Slough Borough Council is supporting International Day of Zero Tolerance for Female Genital Mutilation (FGM) on February 6, by raising awareness of the support available to anyone affected by FGM.
FGM is described by the World Health Organisation as ‘all procedures that involve partial or total removal of the external female genitalia, or other injury to the female genital organs for non-medical reasons.’
FGM has been a criminal offence in the UK since the Prohibition of Female Circumcision Act 1985, which was later replaced by the Female Genital Mutilation Act 2003. However, despite this, there has only ever been one prosecution related to FGM under this act.
Slough Borough Council works very closely with the Slough Integration Service, East Berkshire CCG, The Garden Clinic, Slough Children’s Trust, local GPs, Slough refugee support and Frimley Health Care Foundation Trust to raise awareness within the local community that FGM is illegal and constitutes child abuse.
The partners also work to support women who have had the procedure carried out in their country of origin, and, provide advice and training to practitioners to ensure they can identify when a child is at risk of FGM, and respond quickly to protect the child.

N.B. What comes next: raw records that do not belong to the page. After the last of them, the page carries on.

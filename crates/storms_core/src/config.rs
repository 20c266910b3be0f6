use serde::{Deserialize, Serialize};

#[cfg(feature = "cli")]
use clap::Args;

use crate::error::ConfigError;

/// Default significance threshold.
pub const DEFAULT_THRESHOLD: f64 = 0.001;

/// Active regions shorter than this run on the calling thread.
pub const DEFAULT_MIN_PARALLEL_CELLS: usize = 1000;

/// Run-wide settings, immutable once the simulation starts.
#[derive(Debug, Clone, PartialEq, Serialize, Deserialize)]
#[cfg_attr(feature = "cli", derive(Args))]
pub struct SimulationConfig {
    /// Significance threshold; contributions below threshold / layer size are dropped
    #[cfg_attr(feature = "cli", arg(long, default_value_t = DEFAULT_THRESHOLD))]
    #[serde(default = "default_threshold")]
    pub threshold: f64,

    /// Number of parallel workers
    #[cfg_attr(feature = "cli", arg(short = 't', long = "threads", default_value_t = default_workers()))]
    #[serde(default = "default_workers")]
    pub workers: usize,

    /// Active regions shorter than this are processed without the worker pool
    #[cfg_attr(feature = "cli", arg(long, default_value_t = DEFAULT_MIN_PARALLEL_CELLS))]
    #[serde(default = "default_min_parallel_cells")]
    pub min_parallel_cells: usize,
}

fn default_threshold() -> f64 {
    DEFAULT_THRESHOLD
}

fn default_workers() -> usize {
    std::thread::available_parallelism()
        .map(|n| n.get())
        .unwrap_or(1)
}

fn default_min_parallel_cells() -> usize {
    DEFAULT_MIN_PARALLEL_CELLS
}

impl Default for SimulationConfig {
    fn default() -> Self {
        Self {
            threshold: default_threshold(),
            workers: default_workers(),
            min_parallel_cells: default_min_parallel_cells(),
        }
    }
}

impl SimulationConfig {
    pub fn new(threshold: f64, workers: usize) -> Self {
        Self {
            threshold,
            workers,
            ..Self::default()
        }
    }

    /// Builder-style override of [`SimulationConfig::min_parallel_cells`].
    pub fn with_min_parallel_cells(mut self, cells: usize) -> Self {
        self.min_parallel_cells = cells;
        self
    }

    pub fn validate(&self) -> Result<(), ConfigError> {
        if !self.threshold.is_finite() || self.threshold <= 0.0 {
            return Err(ConfigError::InvalidThreshold(self.threshold));
        }
        if self.workers == 0 {
            return Err(ConfigError::InvalidWorkerCount(self.workers));
        }
        Ok(())
    }
}

#[cfg(test)]
mod tests {
    use super::*;

    #[test]
    fn test_default_is_valid() {
        let config = SimulationConfig::default();
        assert_eq!(config.threshold, DEFAULT_THRESHOLD);
        assert!(config.workers >= 1);
        assert!(config.validate().is_ok());
    }

    #[test]
    fn test_rejects_non_positive_threshold() {
        for threshold in [0.0, -0.5, f64::NAN, f64::INFINITY] {
            let config = SimulationConfig::new(threshold, 1);
            assert!(
                matches!(config.validate(), Err(ConfigError::InvalidThreshold(_))),
                "threshold {threshold} should be rejected"
            );
        }
    }

    #[test]
    fn test_rejects_zero_workers() {
        let config = SimulationConfig::new(0.001, 0);
        assert_eq!(config.validate(), Err(ConfigError::InvalidWorkerCount(0)));
    }

    #[test]
    fn test_deserialize_fills_defaults() {
        let config: SimulationConfig = serde_json::from_str(r#"{"threshold": 0.5}"#).unwrap();
        assert_eq!(config.threshold, 0.5);
        assert_eq!(config.min_parallel_cells, DEFAULT_MIN_PARALLEL_CELLS);
    }
}
//! Worker-count independence of the simulation results.

use rand::rngs::StdRng;
use rand::{Rng, SeedableRng};
use storms_core::{Particle, Peak, Simulation, SimulationConfig, Storm};

fn random_storms(seed: u64, layer_size: i32, storms: usize, particles: usize) -> Vec<Storm> {
    let mut rng = StdRng::seed_from_u64(seed);
    (0..storms)
        .map(|_| {
            (0..particles)
                .map(|_| {
                    let position = rng.gen_range(-layer_size / 10..layer_size + layer_size / 10);
                    let raw_value = rng.gen_range(-2..=9);
                    Particle::new(position, raw_value)
                })
                .collect()
        })
        .collect()
}

fn simulate(layer_size: usize, threshold: f64, workers: usize, storms: &[Storm]) -> Vec<Peak> {
    let config = SimulationConfig::new(threshold, workers).with_min_parallel_cells(0);
    let mut sim = Simulation::new(layer_size, config).unwrap();
    sim.run(storms.iter().cloned()).to_vec()
}

fn assert_close(reference: &[Peak], other: &[Peak], label: &str) {
    assert_eq!(reference.len(), other.len());
    for (i, (a, b)) in reference.iter().zip(other).enumerate() {
        assert_eq!(a.position, b.position, "{label}: storm {i} position");
        let tolerance = 1e-4 * a.energy.abs().max(1.0);
        assert!(
            (a.energy - b.energy).abs() <= tolerance,
            "{label}: storm {i} energy {} vs {}",
            a.energy,
            b.energy
        );
    }
}

#[test]
fn worker_counts_agree_with_pruning() {
    let storms = random_storms(7, 3000, 6, 40);
    let reference = simulate(3000, 100.0, 1, &storms);
    for workers in [2, 4, 7] {
        let peaks = simulate(3000, 100.0, workers, &storms);
        assert_close(&reference, &peaks, &format!("{workers} workers"));
    }
}

#[test]
fn worker_counts_agree_on_full_layer_storms() {
    let storms = random_storms(42, 500, 4, 25);
    let reference = simulate(500, 0.001, 1, &storms);
    let peaks = simulate(500, 0.001, 4, &storms);
    assert_close(&reference, &peaks, "4 workers");
}

#[test]
fn more_workers_than_active_cells() {
    let storms = vec![Storm::new(vec![Particle::new(3, 1)])];
    // (1000 / 400)^2 -> a handful of cells
    let reference = simulate(10, 400.0, 1, &storms);
    let peaks = simulate(10, 400.0, 8, &storms);
    assert_close(&reference, &peaks, "8 workers");
}
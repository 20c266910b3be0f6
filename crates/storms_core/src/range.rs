//! Influence range pruning and active region accumulation.
//!
//! An impact of energy `E` contributes at least `threshold / N` to a cell at
//! 1-based distance `d` iff `d <= (E / threshold)^2`, up to f32 rounding of the
//! contribution itself. Everything outside that radius can be skipped without
//! changing the result.

use std::ops::Range;

use crate::impact::{attenuated, is_significant, Impact};
use crate::storm::Storm;

/// Largest offset from the impact cell that can still receive a significant
/// contribution, or `None` when even the impact cell cannot.
///
/// A squared ratio too large for `u64` is unbounded influence: `u64::MAX`.
pub fn max_offset(energy: f32, threshold: f64, layer_len: usize) -> Option<u64> {
    if layer_len == 0 {
        return None;
    }
    let ratio = f64::from(energy).abs() / threshold;
    let squared = ratio * ratio;
    if !squared.is_finite() || squared >= u64::MAX as f64 {
        return Some(u64::MAX);
    }

    // The exact bound is floor(squared), but contributions are evaluated in f32
    // and may round up past it. Significance is monotone in distance, so grow
    // `last` to the farthest distance the update rule actually accepts.
    let significant =
        |distance: u64| is_significant(attenuated(layer_len, distance, energy), threshold, layer_len);
    let mut last = squared.floor() as u64;
    let mut beyond = last.saturating_add(1);
    let mut step = 1u64;
    while beyond < u64::MAX && significant(beyond) {
        last = beyond;
        step = step.saturating_mul(2);
        beyond = last.saturating_add(step);
    }
    if beyond == u64::MAX && significant(beyond) {
        return Some(u64::MAX);
    }
    while beyond - last > 1 {
        let mid = last + (beyond - last) / 2;
        if significant(mid) {
            last = mid;
        } else {
            beyond = mid;
        }
    }
    last.checked_sub(1)
}

/// Half-open range of cells within `offset` of `position`, clipped to `[0, layer_len)`.
pub fn influence_range(position: i64, offset: u64, layer_len: usize) -> Range<usize> {
    // Wide enough for any i64 position combined with any u64 offset.
    let (position, offset, len) = (position as i128, offset as i128, layer_len as i128);
    let start = (position - offset).clamp(0, len);
    let end = (position + offset + 1).clamp(0, len);
    start as usize..end as usize
}

/// Covering interval `[start, end)` of every range touched during one storm.
#[derive(Debug, Clone, Copy, Default, PartialEq, Eq)]
pub struct ActiveRegion {
    start: usize,
    end: usize,
}

impl ActiveRegion {
    pub fn empty() -> Self {
        Self::default()
    }

    pub fn new(range: Range<usize>) -> Self {
        let mut region = Self::empty();
        region.include(range);
        region
    }

    /// Grows the region to cover `range`. Empty ranges are ignored.
    pub fn include(&mut self, range: Range<usize>) {
        if range.is_empty() {
            return;
        }
        if self.is_empty() {
            self.start = range.start;
            self.end = range.end;
        } else {
            self.start = self.start.min(range.start);
            self.end = self.end.max(range.end);
        }
    }

    pub fn start(&self) -> usize {
        self.start
    }

    pub fn end(&self) -> usize {
        self.end
    }

    pub fn len(&self) -> usize {
        self.end - self.start
    }

    pub fn is_empty(&self) -> bool {
        self.start >= self.end
    }

    pub fn range(&self) -> Range<usize> {
        self.start..self.end
    }

    /// Cells with both neighbors inside the region. The two edge cells are excluded.
    pub fn interior(&self) -> Range<usize> {
        if self.len() < 2 {
            return self.start..self.start;
        }
        self.start + 1..self.end - 1
    }
}

/// A storm resolved against the layer: reachable impacts and the region they touch.
#[derive(Debug, Clone, Default)]
pub struct StormPlan {
    pub impacts: Vec<Impact>,
    pub region: ActiveRegion,
}

/// Resolves every particle's reach and accumulates the storm's active region.
///
/// Particles whose clipped reach is empty are dropped.
pub fn plan_storm(storm: &Storm, threshold: f64, layer_len: usize) -> StormPlan {
    let mut plan = StormPlan::default();
    for particle in &storm.particles {
        let Some(offset) = max_offset(particle.energy(), threshold, layer_len) else {
            continue;
        };
        let reach = influence_range(i64::from(particle.position), offset, layer_len);
        if reach.is_empty() {
            continue;
        }
        plan.region.include(reach.clone());
        plan.impacts.push(Impact::from_particle(particle, reach));
    }
    plan
}
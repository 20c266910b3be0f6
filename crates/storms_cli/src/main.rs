pub mod compare;
pub mod histogram;
pub mod loader;
pub mod report;

use anyhow::{bail, Context};
use clap::{Parser, Subcommand};
use std::fs::File;
use std::io::{self, BufWriter, IsTerminal};
use std::path::PathBuf;
use std::time::Instant;
use storms_core::{Simulation, SimulationConfig};
use tracing::{error, info};

use crate::report::RunReport;

#[derive(Parser)]
#[command(name = "energy-storms")]
#[command(about = "Simulates particle storms hitting a one-dimensional layer and reports the energy peak of each storm")]
struct Cli {
    #[command(flatten)]
    config: SimulationConfig,

    /// Emit logs as JSON lines
    #[arg(long)]
    log_json: bool,

    #[command(subcommand)]
    command: Commands,
}

#[derive(Subcommand)]
enum Commands {
    /// Run the simulation and print the peak of every storm
    Run {
        /// Number of cells in the layer
        size: usize,
        /// Storm files, processed in order
        #[arg(required = true)]
        storms: Vec<PathBuf>,
        /// Write results as CSV, to the given file or stdout
        #[arg(long)]
        csv: Option<Option<PathBuf>>,
        /// Also write results as JSON to this file
        #[arg(long)]
        json: Option<PathBuf>,
        /// Print the final layer as a histogram (layers up to 35 cells)
        #[arg(long)]
        debug: bool,
    },
    /// Check that a parallel run reproduces the single-worker results
    Compare {
        /// Number of cells in the layer
        size: usize,
        /// Storm files, processed in order
        #[arg(required = true)]
        storms: Vec<PathBuf>,
    },
}

struct OutputOptions {
    csv: Option<Option<PathBuf>>,
    json: Option<PathBuf>,
    debug: bool,
}

fn run_simulation(
    size: usize,
    files: &[PathBuf],
    config: SimulationConfig,
    output: OutputOptions,
) -> anyhow::Result<()> {
    let storms = loader::read_storm_files(files)?;

    let start = Instant::now();
    let mut sim = Simulation::new(size, config)?;
    sim.run(storms);
    let elapsed = start.elapsed();

    info!(
        storms = sim.results().len(),
        duration_secs = elapsed.as_secs_f64(),
        "Simulation Complete"
    );

    if output.debug && output.csv.is_none() {
        let color = io::stdout().is_terminal();
        if let Some(plot) =
            histogram::render(&sim.layer_values(), &sim.positions(), &sim.maxima(), color)
        {
            print!("{}", plot);
        }
    }

    let report = RunReport::new(elapsed, sim.results());
    match &output.csv {
        Some(Some(path)) => {
            let file = File::create(path)
                .with_context(|| format!("Failed to create CSV file {}", path.display()))?;
            report.write_csv(BufWriter::new(file))?;
        }
        Some(None) => report.write_csv(io::stdout().lock())?,
        None => report.write_text(io::stdout().lock())?,
    }

    if let Some(path) = &output.json {
        let file = File::create(path)
            .with_context(|| format!("Failed to create JSON file {}", path.display()))?;
        report.write_json(BufWriter::new(file))?;
    }
    Ok(())
}

fn compare_workers(size: usize, files: &[PathBuf], config: SimulationConfig) -> anyhow::Result<()> {
    let storms = loader::read_storm_files(files)?;
    let comparisons = compare::compare_runs(size, &storms, &config)?;

    for c in &comparisons {
        println!(
            "{} {} {:.6} | {} {:.6} | {}",
            c.storm,
            c.sequential.position,
            c.sequential.energy,
            c.parallel.position,
            c.parallel.energy,
            if c.matches() { "ok" } else { "MISMATCH" }
        );
    }

    let mismatches = comparisons.iter().filter(|c| !c.matches()).count();
    if mismatches > 0 {
        bail!(
            "{} of {} storms differ between 1 and {} workers",
            mismatches,
            comparisons.len(),
            config.workers
        );
    }
    println!("Result match!");
    Ok(())
}

fn init_logging(json: bool) {
    let builder = tracing_subscriber::fmt()
        .with_writer(io::stderr)
        .with_max_level(tracing::Level::INFO);
    if json {
        tracing::subscriber::set_global_default(builder.json().finish())
            .expect("setting default subscriber failed");
    } else {
        tracing::subscriber::set_global_default(builder.finish())
            .expect("setting default subscriber failed");
    }
}

fn main() {
    let cli = Cli::parse();
    init_logging(cli.log_json);

    // Configuration errors abort before any storm file is touched.
    if let Err(e) = cli.config.validate() {
        error!(error = %e, "Invalid configuration");
        std::process::exit(1);
    }

    info!(config = ?cli.config, "Starting energy storms");

    let result = match cli.command {
        Commands::Run {
            size,
            storms,
            csv,
            json,
            debug,
        } => run_simulation(size, &storms, cli.config, OutputOptions { csv, json, debug }),
        Commands::Compare { size, storms } => compare_workers(size, &storms, cli.config),
    };

    if let Err(e) = result {
        error!(error = %format!("{:#}", e), "Fatal Error");
        std::process::exit(1);
    }
}
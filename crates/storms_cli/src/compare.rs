//! Single-worker versus parallel cross-check of the same input.

use storms_core::{Peak, Simulation, SimulationConfig, SimulationError, Storm};
use tracing::{info, warn};

/// Relative tolerance on peak energies between the two runs.
pub const ENERGY_TOLERANCE: f32 = 1e-4;

#[derive(Debug, Clone, PartialEq)]
pub struct StormComparison {
    pub storm: usize,
    pub sequential: Peak,
    pub parallel: Peak,
}

impl StormComparison {
    pub fn matches(&self) -> bool {
        self.sequential.position == self.parallel.position
            && energies_agree(self.sequential.energy, self.parallel.energy)
    }
}

pub fn energies_agree(a: f32, b: f32) -> bool {
    a == b || (a - b).abs() <= ENERGY_TOLERANCE * a.abs().max(b.abs())
}

/// Runs `storms` with one worker and with `config.workers` workers.
pub fn compare_runs(
    layer_size: usize,
    storms: &[Storm],
    config: &SimulationConfig,
) -> Result<Vec<StormComparison>, SimulationError> {
    let sequential_config = SimulationConfig {
        workers: 1,
        ..config.clone()
    };
    let mut sequential = Simulation::new(layer_size, sequential_config)?;
    let mut parallel = Simulation::new(layer_size, config.clone())?;

    sequential.run(storms.iter().cloned());
    parallel.run(storms.iter().cloned());

    let comparisons: Vec<StormComparison> = sequential
        .results()
        .iter()
        .zip(parallel.results())
        .enumerate()
        .map(|(storm, (&sequential, &parallel))| StormComparison {
            storm,
            sequential,
            parallel,
        })
        .collect();

    for c in comparisons.iter().filter(|c| !c.matches()) {
        warn!(
            storm = c.storm,
            sequential_position = c.sequential.position,
            sequential_energy = c.sequential.energy,
            parallel_position = c.parallel.position,
            parallel_energy = c.parallel.energy,
            "Result mismatch"
        );
    }
    info!(
        storms = comparisons.len(),
        workers = config.workers,
        mismatches = comparisons.iter().filter(|c| !c.matches()).count(),
        "Comparison complete"
    );
    Ok(comparisons)
}
//! Debug view of the final layer as a text histogram.

use std::fmt::Write;

/// Larger layers are not rendered.
pub const MAX_HISTOGRAM_CELLS: usize = 35;

/// Bar length of the cell holding the last storm's maximum.
const FULL_BAR: f32 = 60.0;

const PURPLE: &str = "\x1b[0;35m";
const RESET: &str = "\x1b[0m";

/// Renders one row per cell: index, value, a bar scaled to the last storm's
/// maximum, `x` on strict local maxima and `M<i>` marks for storm peaks.
///
/// Returns `None` for layers over [`MAX_HISTOGRAM_CELLS`] or when no storm ran.
pub fn render(layer: &[f32], positions: &[usize], maxima: &[f32], color: bool) -> Option<String> {
    if layer.len() > MAX_HISTOGRAM_CELLS {
        return None;
    }
    let scale = *maxima.last()?;
    let width = layer.len().to_string().len();
    let mut out = String::new();

    for (k, &value) in layer.iter().enumerate() {
        let _ = write!(out, "{:0width$} | {:10.4} |", k, value, width = width);

        let ticks = if scale > 0.0 {
            (FULL_BAR * value / scale) as i32
        } else {
            0
        };
        let is_peak = k > 0 && k + 1 < layer.len() && value > layer[k - 1] && value > layer[k + 1];

        if color {
            out.push_str(PURPLE);
        }
        for _ in 1..ticks {
            out.push('o');
        }
        out.push(if is_peak { 'x' } else { 'o' });
        if color {
            out.push_str(RESET);
        }

        for (storm, _) in positions.iter().enumerate().filter(|(_, &p)| p == k) {
            let _ = write!(out, " M{}", storm);
        }
        out.push('\n');
    }
    Some(out)
}
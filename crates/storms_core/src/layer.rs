//! The simulated medium.
//!
//! Cells are stored as `f32` bit patterns in `AtomicU32` so that every worker can
//! hold a shared reference to the whole layer. Workers only write cells inside
//! the partition they were assigned; all cross-worker visibility comes from the
//! barriers between phases, so relaxed loads and stores are sufficient.

use std::sync::atomic::{AtomicU32, Ordering};

pub struct Layer {
    cells: Box<[AtomicU32]>,
}

impl Layer {
    /// A layer of `len` cells, all at 0.0.
    pub fn new(len: usize) -> Self {
        // 0u32 is the bit pattern of +0.0f32
        Self {
            cells: (0..len).map(|_| AtomicU32::new(0)).collect(),
        }
    }

    pub fn from_values(values: &[f32]) -> Self {
        Self {
            cells: values
                .iter()
                .map(|v| AtomicU32::new(v.to_bits()))
                .collect(),
        }
    }

    pub fn len(&self) -> usize {
        self.cells.len()
    }

    pub fn is_empty(&self) -> bool {
        self.cells.is_empty()
    }

    #[inline]
    pub fn get(&self, k: usize) -> f32 {
        f32::from_bits(self.cells[k].load(Ordering::Relaxed))
    }

    /// Overwrite cell `k`. Callers must own `k` for the current phase.
    #[inline]
    pub(crate) fn set(&self, k: usize, value: f32) {
        self.cells[k].store(value.to_bits(), Ordering::Relaxed);
    }

    /// Snapshot of every cell value.
    pub fn to_vec(&self) -> Vec<f32> {
        (0..self.len()).map(|k| self.get(k)).collect()
    }
}

impl std::fmt::Debug for Layer {
    fn fmt(&self, f: &mut std::fmt::Formatter<'_>) -> std::fmt::Result {
        f.debug_list().entries(self.to_vec()).finish()
    }
}

#[cfg(test)]
mod tests {
    use super::*;

    #[test]
    fn test_new_layer_is_zeroed() {
        let layer = Layer::new(8);
        assert_eq!(layer.len(), 8);
        assert!(layer.to_vec().iter().all(|&v| v == 0.0));
    }

    #[test]
    fn test_set_and_get() {
        let layer = Layer::from_values(&[1.0, -2.5, 3.25]);
        layer.set(1, 7.5);
        assert_eq!(layer.to_vec(), vec![1.0, 7.5, 3.25]);
    }
}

Cllr Pavitar K Mann, cabinet member for consumer protection and regulation, said: “We want to make sure we do everything we can to stop this barbaric practice happening to girls and women in Slough. This is why we are supporting the #EndFGM campaign.
“Not only it is illegal, it inflicts severe pain and causes health and fertility complications for women later in life. It is a violation of the human rights of girls and women and has to stop, now.”
If you have been affected by FGM or any other harmful practice, or know anyone at risk of FGM, visit: wwwsloughfamilyservices.org.uk and type in FGM in the search field. There are a range of organisations listed that can provide help and advice.